Stored data:
··········

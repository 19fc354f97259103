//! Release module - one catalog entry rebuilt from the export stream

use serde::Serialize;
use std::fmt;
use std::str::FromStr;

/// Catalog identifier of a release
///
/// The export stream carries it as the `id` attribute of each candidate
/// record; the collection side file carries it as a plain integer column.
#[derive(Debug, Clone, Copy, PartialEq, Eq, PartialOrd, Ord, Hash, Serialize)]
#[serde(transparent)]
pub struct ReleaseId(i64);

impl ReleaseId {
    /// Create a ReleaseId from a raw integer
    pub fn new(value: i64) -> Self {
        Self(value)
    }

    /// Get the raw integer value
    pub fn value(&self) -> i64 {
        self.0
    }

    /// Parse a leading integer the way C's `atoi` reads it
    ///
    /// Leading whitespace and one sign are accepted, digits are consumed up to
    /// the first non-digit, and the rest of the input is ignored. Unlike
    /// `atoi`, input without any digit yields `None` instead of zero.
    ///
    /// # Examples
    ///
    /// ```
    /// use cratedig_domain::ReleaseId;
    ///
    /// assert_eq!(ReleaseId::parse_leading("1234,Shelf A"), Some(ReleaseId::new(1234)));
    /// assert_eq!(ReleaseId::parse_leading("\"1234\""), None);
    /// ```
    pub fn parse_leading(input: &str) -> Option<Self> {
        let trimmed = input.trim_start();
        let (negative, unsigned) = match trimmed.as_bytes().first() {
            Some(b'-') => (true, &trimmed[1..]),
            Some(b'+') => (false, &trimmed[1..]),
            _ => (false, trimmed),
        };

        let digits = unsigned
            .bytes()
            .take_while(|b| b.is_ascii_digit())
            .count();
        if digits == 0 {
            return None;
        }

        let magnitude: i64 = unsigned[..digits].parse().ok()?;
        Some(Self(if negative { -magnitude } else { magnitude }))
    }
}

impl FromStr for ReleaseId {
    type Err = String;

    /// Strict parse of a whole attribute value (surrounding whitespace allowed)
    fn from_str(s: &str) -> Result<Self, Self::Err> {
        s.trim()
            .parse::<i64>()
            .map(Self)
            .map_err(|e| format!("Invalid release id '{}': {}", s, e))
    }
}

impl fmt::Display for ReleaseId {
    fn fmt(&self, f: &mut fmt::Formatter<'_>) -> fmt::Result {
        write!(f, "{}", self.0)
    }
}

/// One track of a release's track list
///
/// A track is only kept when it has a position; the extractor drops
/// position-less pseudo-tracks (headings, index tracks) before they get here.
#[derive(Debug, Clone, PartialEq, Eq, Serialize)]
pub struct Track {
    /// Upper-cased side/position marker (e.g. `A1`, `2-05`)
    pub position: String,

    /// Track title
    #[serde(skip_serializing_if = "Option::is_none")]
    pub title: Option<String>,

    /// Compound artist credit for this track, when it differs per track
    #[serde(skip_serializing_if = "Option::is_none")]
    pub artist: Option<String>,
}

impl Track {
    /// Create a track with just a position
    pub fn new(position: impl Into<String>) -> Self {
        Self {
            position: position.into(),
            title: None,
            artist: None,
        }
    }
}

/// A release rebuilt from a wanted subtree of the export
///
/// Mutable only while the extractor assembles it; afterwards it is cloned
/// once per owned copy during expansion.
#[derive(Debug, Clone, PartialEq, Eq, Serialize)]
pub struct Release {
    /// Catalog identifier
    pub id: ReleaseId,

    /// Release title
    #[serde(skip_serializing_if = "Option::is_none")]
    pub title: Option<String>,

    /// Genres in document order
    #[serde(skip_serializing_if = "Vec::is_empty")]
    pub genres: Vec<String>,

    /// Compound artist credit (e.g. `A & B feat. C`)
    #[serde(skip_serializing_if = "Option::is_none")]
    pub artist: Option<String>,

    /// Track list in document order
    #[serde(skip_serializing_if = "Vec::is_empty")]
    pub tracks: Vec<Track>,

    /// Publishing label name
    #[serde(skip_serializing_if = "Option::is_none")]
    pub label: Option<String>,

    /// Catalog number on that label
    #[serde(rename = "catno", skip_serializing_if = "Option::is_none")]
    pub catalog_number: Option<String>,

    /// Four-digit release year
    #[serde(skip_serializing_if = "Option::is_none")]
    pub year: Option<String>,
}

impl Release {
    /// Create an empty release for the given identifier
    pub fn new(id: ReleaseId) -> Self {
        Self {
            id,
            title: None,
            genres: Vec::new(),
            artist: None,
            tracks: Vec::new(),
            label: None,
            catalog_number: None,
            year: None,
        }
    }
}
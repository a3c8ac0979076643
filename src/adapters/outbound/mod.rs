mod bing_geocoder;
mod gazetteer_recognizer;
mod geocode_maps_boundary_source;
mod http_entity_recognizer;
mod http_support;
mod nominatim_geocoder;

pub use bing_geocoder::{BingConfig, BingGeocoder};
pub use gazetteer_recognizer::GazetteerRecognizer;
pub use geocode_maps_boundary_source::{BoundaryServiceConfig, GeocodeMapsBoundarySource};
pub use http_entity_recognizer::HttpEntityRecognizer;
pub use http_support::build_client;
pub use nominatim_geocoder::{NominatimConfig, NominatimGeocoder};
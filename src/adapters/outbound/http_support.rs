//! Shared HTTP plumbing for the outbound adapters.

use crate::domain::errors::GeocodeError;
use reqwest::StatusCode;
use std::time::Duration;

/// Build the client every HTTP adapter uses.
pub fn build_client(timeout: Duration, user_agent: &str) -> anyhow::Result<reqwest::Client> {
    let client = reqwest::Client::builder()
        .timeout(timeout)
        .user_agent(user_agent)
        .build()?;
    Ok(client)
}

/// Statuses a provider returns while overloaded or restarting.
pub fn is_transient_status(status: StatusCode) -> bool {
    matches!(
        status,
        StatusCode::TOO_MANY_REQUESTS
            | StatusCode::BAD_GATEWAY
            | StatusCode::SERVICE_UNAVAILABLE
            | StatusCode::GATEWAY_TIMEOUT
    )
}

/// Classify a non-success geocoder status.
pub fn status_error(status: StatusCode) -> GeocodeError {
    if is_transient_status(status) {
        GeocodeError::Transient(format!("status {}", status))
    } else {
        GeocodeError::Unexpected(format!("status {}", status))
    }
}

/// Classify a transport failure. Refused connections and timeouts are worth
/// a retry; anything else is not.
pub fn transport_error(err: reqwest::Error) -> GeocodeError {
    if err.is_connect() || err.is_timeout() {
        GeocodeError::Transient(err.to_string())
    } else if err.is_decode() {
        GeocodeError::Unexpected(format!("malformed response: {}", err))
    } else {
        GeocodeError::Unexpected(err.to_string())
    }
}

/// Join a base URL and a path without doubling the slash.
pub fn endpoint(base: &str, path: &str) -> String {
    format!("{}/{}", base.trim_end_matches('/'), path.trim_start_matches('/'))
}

··········

Task to complete:
Your response should be the lines above from the first to the one containing "#[serde(transparent)]", inclusive, each given exactly.

Result of this task:
repository 19fc354f97259103
//! Release module - one catalog entry rebuilt from the export stream

use serde::Serialize;
use std::fmt;
use std::str::FromStr;

/// Catalog identifier of a release
///
/// The export stream carries it as the `id` attribute of each candidate
/// record; the collection side file carries it as a plain integer column.
#[derive(Debug, Clone, Copy, PartialEq, Eq, PartialOrd, Ord, Hash, Serialize)]
#[serde(transparent)]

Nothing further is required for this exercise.